Prompt:
Lines in which "DepthExceeded" appears should be pulled from the data below.

Saved data entries:
# # # #

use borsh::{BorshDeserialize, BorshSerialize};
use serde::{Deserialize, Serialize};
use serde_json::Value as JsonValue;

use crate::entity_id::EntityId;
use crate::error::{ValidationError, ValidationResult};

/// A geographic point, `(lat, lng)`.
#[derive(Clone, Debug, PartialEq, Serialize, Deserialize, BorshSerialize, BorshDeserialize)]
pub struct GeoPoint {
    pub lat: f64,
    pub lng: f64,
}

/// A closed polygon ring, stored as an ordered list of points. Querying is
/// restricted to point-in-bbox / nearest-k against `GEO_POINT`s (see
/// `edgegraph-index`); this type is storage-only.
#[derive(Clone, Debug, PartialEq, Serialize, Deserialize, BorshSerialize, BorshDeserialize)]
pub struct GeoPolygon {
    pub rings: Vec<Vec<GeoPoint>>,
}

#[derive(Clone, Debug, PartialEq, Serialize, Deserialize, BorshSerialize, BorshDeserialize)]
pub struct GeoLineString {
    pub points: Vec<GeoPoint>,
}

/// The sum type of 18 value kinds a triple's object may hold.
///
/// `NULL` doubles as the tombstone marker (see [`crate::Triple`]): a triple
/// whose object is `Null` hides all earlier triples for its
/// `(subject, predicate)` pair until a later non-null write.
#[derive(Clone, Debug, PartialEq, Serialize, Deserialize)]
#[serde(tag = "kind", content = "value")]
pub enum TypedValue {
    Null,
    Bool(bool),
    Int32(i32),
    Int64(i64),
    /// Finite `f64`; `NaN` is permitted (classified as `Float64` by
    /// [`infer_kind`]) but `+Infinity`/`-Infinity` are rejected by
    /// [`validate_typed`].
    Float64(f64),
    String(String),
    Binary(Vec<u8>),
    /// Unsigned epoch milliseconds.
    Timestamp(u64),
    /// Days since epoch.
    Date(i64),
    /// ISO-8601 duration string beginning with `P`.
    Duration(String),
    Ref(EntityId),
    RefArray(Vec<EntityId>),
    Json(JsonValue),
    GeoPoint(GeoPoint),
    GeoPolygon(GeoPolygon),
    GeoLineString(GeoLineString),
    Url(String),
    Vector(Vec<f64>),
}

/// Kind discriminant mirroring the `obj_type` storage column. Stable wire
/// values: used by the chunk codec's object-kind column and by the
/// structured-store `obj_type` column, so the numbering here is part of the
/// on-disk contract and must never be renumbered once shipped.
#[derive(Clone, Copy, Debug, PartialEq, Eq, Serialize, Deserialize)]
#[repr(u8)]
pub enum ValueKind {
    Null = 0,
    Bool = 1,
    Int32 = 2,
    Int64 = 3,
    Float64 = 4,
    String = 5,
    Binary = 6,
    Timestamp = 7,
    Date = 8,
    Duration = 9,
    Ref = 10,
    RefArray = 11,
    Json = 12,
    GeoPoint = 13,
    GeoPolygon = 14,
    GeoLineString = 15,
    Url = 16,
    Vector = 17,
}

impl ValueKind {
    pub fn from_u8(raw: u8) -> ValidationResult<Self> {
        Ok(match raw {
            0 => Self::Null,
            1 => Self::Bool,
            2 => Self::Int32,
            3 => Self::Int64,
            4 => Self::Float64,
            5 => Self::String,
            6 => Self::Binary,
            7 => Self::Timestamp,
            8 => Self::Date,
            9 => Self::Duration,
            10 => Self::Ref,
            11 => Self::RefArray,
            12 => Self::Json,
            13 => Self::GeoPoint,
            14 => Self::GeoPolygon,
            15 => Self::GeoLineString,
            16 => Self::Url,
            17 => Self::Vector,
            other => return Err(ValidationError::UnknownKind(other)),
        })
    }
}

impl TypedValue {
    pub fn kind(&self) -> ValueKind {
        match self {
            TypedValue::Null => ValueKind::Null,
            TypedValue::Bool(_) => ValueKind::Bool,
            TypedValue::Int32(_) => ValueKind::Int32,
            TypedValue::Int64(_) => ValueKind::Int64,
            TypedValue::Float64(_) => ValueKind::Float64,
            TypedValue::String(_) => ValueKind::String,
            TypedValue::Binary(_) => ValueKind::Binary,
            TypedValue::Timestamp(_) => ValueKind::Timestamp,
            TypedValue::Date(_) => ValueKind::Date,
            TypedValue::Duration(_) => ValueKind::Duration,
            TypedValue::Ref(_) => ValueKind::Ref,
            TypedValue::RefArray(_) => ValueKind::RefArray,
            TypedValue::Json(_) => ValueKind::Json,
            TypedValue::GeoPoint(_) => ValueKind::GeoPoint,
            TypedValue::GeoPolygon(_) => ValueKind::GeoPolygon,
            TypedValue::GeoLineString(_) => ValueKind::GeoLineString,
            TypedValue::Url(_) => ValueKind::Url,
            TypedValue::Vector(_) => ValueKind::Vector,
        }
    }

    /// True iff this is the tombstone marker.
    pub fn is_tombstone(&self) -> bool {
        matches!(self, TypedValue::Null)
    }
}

# # # #

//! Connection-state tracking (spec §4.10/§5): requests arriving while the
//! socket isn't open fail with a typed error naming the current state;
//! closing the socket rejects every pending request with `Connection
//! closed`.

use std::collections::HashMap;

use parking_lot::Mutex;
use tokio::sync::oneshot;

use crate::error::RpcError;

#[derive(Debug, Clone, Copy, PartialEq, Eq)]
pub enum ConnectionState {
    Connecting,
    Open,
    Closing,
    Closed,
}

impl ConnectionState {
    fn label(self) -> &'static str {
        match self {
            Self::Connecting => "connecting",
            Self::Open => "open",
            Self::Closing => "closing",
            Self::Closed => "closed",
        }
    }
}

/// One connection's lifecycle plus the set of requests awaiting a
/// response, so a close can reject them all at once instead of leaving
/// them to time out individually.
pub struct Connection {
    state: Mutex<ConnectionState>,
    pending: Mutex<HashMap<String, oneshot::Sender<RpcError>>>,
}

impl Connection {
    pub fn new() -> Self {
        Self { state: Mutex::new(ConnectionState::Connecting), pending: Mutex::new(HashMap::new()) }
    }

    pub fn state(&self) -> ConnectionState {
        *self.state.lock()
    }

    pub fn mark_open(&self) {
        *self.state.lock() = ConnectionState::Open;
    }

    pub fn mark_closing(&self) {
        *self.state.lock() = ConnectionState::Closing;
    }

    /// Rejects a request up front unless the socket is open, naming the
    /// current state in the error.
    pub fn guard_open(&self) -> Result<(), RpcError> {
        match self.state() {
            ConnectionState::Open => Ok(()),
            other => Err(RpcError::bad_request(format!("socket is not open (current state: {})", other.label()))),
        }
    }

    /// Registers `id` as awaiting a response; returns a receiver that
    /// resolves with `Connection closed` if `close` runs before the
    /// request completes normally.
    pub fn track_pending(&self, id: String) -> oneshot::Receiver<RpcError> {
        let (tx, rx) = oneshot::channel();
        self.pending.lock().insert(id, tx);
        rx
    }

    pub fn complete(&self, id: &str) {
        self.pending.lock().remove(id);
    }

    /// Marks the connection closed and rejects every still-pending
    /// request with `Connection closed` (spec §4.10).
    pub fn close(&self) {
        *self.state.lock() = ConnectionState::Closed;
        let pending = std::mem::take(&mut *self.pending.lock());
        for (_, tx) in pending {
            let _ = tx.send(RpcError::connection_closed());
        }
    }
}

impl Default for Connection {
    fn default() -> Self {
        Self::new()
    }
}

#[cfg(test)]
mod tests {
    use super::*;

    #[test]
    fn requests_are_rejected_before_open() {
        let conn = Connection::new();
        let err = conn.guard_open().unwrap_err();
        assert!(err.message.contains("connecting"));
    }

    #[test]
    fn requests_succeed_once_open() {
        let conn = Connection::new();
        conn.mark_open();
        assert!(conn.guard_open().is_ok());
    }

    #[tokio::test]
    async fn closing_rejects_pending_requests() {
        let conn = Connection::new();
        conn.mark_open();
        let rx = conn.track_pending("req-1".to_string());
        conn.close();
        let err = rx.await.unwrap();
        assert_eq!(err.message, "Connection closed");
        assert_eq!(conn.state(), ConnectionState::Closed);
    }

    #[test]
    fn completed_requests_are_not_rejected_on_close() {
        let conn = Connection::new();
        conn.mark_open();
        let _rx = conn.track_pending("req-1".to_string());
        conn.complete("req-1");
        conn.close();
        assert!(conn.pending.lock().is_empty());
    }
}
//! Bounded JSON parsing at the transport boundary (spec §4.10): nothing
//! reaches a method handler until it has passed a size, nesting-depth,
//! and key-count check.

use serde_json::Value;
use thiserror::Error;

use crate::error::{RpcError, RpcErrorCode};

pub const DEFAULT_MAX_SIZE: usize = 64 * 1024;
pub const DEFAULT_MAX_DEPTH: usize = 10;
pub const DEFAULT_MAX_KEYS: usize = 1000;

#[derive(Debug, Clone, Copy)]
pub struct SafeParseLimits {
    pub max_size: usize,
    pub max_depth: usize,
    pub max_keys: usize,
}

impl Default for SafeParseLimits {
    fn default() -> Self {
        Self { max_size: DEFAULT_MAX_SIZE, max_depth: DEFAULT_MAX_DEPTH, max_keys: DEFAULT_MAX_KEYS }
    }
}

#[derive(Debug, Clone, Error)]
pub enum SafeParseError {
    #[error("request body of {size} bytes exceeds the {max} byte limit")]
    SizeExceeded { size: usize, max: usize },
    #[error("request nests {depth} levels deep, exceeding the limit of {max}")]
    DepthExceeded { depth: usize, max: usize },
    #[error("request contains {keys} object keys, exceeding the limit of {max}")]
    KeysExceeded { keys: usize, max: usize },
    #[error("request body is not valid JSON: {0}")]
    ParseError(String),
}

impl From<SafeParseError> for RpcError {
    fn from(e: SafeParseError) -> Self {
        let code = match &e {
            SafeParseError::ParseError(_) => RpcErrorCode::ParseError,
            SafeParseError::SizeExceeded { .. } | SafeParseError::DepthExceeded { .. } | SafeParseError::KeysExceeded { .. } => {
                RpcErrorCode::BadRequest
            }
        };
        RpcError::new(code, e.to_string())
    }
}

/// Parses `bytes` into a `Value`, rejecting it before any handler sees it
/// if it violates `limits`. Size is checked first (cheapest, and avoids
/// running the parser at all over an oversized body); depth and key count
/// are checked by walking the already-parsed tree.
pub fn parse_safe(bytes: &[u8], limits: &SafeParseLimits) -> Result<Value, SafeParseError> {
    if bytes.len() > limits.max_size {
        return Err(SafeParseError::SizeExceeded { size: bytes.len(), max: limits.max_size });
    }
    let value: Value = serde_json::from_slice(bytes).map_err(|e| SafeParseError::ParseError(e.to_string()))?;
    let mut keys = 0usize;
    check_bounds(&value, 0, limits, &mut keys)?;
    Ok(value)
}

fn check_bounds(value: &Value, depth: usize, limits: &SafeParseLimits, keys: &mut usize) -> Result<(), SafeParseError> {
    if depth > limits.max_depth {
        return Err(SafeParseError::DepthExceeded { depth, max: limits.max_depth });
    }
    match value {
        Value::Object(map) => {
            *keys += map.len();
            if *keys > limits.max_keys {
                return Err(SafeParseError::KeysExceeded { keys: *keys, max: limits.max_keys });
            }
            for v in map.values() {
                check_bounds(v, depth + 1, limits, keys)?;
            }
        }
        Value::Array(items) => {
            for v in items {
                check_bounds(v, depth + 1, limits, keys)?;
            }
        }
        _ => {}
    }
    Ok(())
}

# # # #

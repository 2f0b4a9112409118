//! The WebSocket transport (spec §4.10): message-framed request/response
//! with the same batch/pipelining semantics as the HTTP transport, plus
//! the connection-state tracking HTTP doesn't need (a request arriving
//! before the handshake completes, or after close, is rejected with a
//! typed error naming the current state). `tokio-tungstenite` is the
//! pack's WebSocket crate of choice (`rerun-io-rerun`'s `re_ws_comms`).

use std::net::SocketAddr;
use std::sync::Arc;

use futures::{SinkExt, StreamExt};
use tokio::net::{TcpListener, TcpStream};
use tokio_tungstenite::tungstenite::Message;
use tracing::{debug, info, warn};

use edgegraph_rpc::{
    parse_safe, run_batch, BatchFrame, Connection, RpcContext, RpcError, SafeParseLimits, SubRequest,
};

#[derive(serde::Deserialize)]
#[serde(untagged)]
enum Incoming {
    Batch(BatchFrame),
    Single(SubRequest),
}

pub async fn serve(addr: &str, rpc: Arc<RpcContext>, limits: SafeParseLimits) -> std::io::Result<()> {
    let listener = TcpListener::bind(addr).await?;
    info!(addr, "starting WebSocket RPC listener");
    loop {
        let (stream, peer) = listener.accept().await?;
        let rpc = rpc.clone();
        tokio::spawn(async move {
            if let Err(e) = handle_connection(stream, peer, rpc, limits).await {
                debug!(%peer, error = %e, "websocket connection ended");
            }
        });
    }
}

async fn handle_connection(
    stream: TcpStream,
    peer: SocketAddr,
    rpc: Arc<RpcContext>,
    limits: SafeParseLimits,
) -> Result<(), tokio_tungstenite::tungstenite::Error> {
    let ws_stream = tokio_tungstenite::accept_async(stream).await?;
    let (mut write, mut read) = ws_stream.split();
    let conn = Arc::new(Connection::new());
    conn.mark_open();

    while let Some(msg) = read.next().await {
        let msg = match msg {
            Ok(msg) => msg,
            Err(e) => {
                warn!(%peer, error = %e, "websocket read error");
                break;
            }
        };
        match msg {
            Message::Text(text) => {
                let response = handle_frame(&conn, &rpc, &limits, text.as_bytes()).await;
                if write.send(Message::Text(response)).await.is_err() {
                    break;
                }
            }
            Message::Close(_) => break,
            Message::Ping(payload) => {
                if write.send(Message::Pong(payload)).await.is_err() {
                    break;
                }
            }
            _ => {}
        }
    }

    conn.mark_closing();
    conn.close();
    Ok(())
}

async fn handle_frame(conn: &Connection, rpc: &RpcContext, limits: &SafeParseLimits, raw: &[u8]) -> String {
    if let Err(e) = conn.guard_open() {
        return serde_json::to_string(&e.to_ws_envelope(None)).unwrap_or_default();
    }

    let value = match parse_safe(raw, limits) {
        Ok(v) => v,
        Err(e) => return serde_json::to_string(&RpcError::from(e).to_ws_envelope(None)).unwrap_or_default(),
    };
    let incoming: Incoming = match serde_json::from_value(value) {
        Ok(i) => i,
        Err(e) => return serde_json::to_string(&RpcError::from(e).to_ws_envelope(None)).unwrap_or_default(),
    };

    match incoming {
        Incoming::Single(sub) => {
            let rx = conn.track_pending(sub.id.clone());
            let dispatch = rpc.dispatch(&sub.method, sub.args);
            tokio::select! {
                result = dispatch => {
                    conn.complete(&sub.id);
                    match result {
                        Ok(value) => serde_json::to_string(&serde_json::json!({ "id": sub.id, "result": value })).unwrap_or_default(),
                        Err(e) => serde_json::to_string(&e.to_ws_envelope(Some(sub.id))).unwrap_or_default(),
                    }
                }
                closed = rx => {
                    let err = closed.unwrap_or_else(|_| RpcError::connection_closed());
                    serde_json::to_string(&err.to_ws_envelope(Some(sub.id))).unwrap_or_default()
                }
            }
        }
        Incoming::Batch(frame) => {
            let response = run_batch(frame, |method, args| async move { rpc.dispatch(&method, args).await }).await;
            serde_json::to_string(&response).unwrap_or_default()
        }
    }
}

# # # #

Task answer:
    DepthExceeded { depth: usize, max: usize },
            SafeParseError::SizeExceeded { .. } | SafeParseError::DepthExceeded { .. } | SafeParseError::KeysExceeded { .. } => {
        return Err(SafeParseError::DepthExceeded { depth, max: limits.max_depth });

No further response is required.